Problem to work on: Extract all lines that hold "EmittedEdge" from the records below.
(Beginning of Data supplied)
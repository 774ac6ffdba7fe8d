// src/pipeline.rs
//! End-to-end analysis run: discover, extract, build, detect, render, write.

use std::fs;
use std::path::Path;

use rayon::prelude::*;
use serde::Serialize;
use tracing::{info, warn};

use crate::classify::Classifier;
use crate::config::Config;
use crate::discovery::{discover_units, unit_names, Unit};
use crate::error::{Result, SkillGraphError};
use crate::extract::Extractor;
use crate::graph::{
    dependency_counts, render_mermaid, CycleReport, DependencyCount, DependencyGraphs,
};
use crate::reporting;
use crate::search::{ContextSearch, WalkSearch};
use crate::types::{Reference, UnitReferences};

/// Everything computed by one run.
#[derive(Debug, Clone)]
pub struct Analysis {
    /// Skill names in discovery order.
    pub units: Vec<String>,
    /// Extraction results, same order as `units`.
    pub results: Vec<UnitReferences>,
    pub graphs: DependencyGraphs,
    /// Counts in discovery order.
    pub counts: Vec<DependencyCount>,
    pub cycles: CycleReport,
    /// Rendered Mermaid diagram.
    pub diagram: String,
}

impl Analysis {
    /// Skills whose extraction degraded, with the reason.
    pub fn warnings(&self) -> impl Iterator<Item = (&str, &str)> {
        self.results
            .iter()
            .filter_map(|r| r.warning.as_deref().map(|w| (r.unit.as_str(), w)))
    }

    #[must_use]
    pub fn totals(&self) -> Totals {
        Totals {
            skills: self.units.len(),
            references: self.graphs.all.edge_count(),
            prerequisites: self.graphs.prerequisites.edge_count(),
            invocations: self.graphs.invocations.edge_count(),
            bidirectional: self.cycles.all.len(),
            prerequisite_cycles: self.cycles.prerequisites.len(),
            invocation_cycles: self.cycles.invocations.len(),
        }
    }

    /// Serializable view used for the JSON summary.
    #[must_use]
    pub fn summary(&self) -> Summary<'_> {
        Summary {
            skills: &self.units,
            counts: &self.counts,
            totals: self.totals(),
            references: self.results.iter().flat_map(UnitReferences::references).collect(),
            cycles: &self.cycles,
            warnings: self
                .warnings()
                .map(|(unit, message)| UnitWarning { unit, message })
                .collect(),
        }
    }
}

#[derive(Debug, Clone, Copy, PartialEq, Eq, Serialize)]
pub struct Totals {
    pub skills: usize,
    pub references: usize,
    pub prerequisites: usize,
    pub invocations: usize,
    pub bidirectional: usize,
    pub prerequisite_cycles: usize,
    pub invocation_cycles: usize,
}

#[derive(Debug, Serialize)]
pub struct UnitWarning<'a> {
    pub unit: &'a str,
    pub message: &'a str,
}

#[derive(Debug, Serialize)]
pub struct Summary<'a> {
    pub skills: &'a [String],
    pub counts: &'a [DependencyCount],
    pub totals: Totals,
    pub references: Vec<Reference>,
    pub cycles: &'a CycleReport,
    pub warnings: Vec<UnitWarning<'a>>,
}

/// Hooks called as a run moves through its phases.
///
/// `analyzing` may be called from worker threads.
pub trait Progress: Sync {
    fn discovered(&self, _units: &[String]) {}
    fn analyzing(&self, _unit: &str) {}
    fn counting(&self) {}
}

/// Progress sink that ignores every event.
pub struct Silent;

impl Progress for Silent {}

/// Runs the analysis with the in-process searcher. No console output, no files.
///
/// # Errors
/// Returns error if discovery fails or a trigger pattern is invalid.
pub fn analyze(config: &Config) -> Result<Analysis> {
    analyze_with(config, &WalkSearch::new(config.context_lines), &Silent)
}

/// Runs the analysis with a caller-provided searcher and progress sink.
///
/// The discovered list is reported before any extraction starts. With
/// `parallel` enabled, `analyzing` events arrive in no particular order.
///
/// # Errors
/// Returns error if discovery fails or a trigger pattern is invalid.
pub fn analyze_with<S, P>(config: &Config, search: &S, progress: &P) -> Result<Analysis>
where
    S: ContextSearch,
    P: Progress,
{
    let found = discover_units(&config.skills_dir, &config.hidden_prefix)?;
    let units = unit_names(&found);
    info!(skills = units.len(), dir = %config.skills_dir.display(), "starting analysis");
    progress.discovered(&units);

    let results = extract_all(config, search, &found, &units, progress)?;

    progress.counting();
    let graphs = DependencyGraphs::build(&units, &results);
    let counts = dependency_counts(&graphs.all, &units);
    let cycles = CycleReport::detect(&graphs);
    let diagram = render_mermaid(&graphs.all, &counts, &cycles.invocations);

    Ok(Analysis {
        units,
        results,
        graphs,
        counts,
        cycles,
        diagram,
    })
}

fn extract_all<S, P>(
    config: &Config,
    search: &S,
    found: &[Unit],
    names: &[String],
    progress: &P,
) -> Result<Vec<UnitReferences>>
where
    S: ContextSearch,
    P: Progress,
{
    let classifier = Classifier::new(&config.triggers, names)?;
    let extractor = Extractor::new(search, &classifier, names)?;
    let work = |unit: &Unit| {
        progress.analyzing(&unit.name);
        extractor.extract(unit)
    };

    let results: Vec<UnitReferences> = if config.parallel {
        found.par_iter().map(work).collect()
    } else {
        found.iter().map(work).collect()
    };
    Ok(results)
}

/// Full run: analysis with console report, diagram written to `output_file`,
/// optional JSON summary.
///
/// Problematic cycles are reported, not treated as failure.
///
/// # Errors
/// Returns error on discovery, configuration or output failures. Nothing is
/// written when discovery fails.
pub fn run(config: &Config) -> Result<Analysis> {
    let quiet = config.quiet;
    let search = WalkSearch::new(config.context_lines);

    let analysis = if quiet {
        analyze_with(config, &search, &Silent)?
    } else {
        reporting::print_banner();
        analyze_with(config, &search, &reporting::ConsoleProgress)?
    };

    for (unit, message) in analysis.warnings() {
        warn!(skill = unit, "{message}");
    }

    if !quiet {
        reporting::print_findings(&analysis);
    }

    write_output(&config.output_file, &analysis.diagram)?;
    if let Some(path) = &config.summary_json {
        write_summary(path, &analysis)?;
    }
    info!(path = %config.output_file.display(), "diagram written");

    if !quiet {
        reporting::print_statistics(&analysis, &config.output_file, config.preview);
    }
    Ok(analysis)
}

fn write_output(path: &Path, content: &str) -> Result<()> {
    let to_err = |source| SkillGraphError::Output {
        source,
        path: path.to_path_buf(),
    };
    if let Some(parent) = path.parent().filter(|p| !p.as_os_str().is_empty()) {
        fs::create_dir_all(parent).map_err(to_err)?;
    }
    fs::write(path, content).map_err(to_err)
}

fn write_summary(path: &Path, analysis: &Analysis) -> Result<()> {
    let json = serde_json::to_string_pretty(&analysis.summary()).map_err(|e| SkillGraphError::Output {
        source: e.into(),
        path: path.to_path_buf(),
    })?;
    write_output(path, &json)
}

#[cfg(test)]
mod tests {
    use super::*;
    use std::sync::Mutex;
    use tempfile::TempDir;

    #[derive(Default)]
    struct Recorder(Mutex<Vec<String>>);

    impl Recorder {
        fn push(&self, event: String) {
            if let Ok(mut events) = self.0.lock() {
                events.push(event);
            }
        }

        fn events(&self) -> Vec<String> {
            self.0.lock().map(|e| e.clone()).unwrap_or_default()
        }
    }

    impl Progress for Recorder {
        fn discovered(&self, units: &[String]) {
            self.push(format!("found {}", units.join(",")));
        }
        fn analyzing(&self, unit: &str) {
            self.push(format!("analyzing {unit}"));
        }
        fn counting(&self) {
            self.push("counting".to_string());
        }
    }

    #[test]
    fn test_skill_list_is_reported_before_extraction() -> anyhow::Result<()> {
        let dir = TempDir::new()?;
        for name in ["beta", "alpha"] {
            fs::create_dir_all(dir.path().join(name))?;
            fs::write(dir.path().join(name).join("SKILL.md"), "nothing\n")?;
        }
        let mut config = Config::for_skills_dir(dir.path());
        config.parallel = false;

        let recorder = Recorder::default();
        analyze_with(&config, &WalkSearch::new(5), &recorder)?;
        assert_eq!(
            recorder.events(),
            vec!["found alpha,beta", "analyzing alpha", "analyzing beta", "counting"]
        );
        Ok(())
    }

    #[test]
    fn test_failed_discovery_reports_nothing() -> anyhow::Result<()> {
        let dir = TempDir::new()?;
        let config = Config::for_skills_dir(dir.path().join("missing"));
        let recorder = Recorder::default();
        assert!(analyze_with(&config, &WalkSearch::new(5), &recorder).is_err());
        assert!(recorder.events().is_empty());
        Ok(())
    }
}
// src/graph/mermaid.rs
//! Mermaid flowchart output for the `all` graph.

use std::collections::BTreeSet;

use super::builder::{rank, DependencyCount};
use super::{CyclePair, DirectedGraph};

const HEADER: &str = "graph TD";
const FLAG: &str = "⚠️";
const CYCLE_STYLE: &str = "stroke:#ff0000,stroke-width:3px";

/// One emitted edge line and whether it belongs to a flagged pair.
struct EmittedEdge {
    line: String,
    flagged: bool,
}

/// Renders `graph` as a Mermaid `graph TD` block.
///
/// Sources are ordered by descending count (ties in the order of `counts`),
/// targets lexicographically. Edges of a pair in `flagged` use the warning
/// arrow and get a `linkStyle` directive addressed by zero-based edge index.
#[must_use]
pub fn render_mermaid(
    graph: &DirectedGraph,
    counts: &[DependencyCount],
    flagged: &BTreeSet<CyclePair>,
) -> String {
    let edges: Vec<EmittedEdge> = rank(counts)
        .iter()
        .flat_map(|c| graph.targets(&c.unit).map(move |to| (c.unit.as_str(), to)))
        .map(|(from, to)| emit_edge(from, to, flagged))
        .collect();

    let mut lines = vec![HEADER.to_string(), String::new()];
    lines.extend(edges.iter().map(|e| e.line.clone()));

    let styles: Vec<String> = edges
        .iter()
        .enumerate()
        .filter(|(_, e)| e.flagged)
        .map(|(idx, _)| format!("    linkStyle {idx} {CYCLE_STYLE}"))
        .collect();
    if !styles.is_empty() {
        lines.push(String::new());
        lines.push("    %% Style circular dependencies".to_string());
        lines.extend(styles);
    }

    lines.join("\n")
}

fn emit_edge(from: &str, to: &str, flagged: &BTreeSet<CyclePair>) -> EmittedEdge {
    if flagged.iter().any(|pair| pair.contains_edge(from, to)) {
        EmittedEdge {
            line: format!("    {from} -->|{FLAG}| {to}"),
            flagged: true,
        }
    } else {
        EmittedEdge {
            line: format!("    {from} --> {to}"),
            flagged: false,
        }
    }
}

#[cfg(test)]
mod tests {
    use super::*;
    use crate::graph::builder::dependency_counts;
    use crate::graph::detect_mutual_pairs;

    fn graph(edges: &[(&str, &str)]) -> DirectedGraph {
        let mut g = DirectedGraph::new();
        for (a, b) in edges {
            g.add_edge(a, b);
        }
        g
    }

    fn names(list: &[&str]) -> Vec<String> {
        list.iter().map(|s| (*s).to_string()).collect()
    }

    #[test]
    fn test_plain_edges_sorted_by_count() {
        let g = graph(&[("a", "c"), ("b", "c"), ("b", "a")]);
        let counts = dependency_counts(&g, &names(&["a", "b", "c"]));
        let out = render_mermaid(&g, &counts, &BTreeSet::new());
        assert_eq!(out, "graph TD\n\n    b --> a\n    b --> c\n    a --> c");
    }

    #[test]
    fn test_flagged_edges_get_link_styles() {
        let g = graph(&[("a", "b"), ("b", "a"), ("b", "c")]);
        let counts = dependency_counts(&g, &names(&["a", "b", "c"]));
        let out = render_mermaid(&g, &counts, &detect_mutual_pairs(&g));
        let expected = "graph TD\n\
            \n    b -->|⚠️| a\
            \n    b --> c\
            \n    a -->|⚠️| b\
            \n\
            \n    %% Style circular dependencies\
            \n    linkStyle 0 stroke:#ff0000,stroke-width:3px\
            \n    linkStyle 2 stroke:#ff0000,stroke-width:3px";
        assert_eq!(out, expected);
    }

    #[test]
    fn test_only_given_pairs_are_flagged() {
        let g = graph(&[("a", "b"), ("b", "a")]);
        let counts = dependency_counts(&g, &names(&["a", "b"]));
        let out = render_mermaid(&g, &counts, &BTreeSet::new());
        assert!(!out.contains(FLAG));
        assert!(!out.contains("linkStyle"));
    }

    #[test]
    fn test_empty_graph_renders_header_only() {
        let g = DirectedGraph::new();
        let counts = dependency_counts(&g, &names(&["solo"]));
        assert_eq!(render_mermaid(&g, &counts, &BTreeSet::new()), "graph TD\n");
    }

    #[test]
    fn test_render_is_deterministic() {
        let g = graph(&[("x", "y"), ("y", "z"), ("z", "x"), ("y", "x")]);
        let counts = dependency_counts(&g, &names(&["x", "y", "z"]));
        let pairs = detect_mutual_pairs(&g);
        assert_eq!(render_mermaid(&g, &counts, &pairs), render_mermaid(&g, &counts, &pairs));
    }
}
(End of Data supplied)
Exercise output:
struct EmittedEdge {
    let edges: Vec<EmittedEdge> = rank(counts)
fn emit_edge(from: &str, to: &str, flagged: &BTreeSet<CyclePair>) -> EmittedEdge {
        EmittedEdge {
        EmittedEdge {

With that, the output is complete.